In De linkse stroming, een kinderziekte van het communisme (1920) schreef Lenin:

De machtigere vijand kan alleen overwonnen worden door de grootste inspanning te leveren, en door het meest grondige, zorgvuldige, attente, bekwame en verplichte gebruik van elke, zelfs de kleinste, kloof tussen de vijanden, elk belangenconflict tussen de bourgeoisie van de verschillende landen en tussen de verschillende groepen of typen bourgeoisie binnen de verschillende landen, en ook door gebruik te maken van elke, zelfs de kleinste, kans om een massabondgenoot te winnen, zelfs als deze bondgenoot tijdelijk, wankelmoedig, onstabiel, onbetrouwbaar en voorwaardelijk is.
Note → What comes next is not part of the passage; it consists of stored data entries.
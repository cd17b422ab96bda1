// Copyright (c) 2025 SOLARE S.R.O.
//
// This file is part of SpotION.
//
// Licensed under the Creative Commons Attribution-NonCommercial-NoDerivatives 4.0 International
// (CC BY-NC-ND 4.0). You may use and share this file for non-commercial purposes only and you may not
// create derivatives. See <https://creativecommons.org/licenses/by-nc-nd/4.0/>.
//
// This software is provided "AS IS", without warranty of any kind.
//
// For commercial licensing, please contact: info@solare.cz

//! Off-thread provider fetches
//!
//! Provider calls run as tokio tasks so a slow or hung fetch never
//! stalls the tick loop. Results come back over a bounded channel that
//! the ECS side drains once per frame.

use std::sync::Arc;

use bevy_ecs::prelude::*;
use chrono::Local;
use crossbeam_channel::{Receiver, Sender};
use tracing::{info, warn};

use crate::messages::{NewPricesAvailable, PricesChanged};
use crate::resources::PriceStoreResource;
use crate::sync::PriceSync;
use crate::traits::{PriceProvider, ProviderDayPrices, ProviderError};

pub type FetchOutcome = Result<ProviderDayPrices, ProviderError>;

/// Marker for the entity holding the fetch result channel
#[derive(Component)]
pub struct PriceFetcher;

/// Receiving end of the fetch result channel
#[derive(Component)]
pub struct PriceFetchChannel {
    pub receiver: Receiver<FetchOutcome>,
}

/// Sender cloned into every fetch task
#[derive(Resource, Clone)]
pub struct PriceFetchSender(pub Sender<FetchOutcome>);

/// Create the fetch channel endpoints (Startup)
pub fn setup_price_fetch_channel(mut commands: Commands) {
    let (sender, receiver) = crossbeam_channel::bounded(10);
    commands.spawn((PriceFetcher, PriceFetchChannel { receiver }));
    commands.insert_resource(PriceFetchSender(sender));
}

/// Start one provider fetch on the runtime
pub fn request_price_fetch(provider: Arc<dyn PriceProvider>, sender: Sender<FetchOutcome>) {
    info!("💰 Requesting day-ahead prices from {}", provider.name());
    tokio::spawn(async move {
        let outcome = provider.fetch_day_ahead().await;
        if sender.try_send(outcome).is_err() {
            warn!("⚠️ Fetch result channel full, dropping a result");
        }
    });
}

/// Drain fetch results into the cache (Update)
pub fn poll_price_fetch_results(
    channel: Query<&PriceFetchChannel, With<PriceFetcher>>,
    mut sync: ResMut<PriceSync>,
    store: Res<PriceStoreResource>,
    mut prices_changed: MessageWriter<PricesChanged>,
    mut new_prices: MessageWriter<NewPricesAvailable>,
) {
    let Ok(channel) = channel.single() else {
        return;
    };
    while let Ok(outcome) = channel.receiver.try_recv() {
        match outcome {
            Ok(payload) => {
                let today = Local::now().date_naive();
                if sync.apply_fetch(&store.0, today, &payload) {
                    prices_changed.write(PricesChanged);
                    new_prices.write(NewPricesAvailable);
                }
            }
            Err(ProviderError::NotYetPublished) => {
                info!("💤 Day-ahead prices are not published yet");
            }
            Err(e) => {
                warn!("⚠️ Price fetch failed: {}", e);
            }
        }
    }
}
Degenen die dit niet begrijpen, tonen een onvermogen om zelfs het kleinste greintje marxisme, van het moderne wetenschappelijke socialisme in het algemeen, te begrijpen. Degenen die in de praktijk, gedurende een vrij aanzienlijke periode en in vrij uiteenlopende politieke situaties, niet hebben bewezen dat ze deze waarheid in de praktijk kunnen toepassen, hebben nog niet geleerd om de revolutionaire klasse te helpen in haar strijd om de hele werkende mensheid te bevrijden van de uitbuiters. En dit geldt evenzeer voor de periode vóór en nadat het proletariaat de politieke macht heeft gewonnen. —  Collected Works, vol. 31, p. 23[7]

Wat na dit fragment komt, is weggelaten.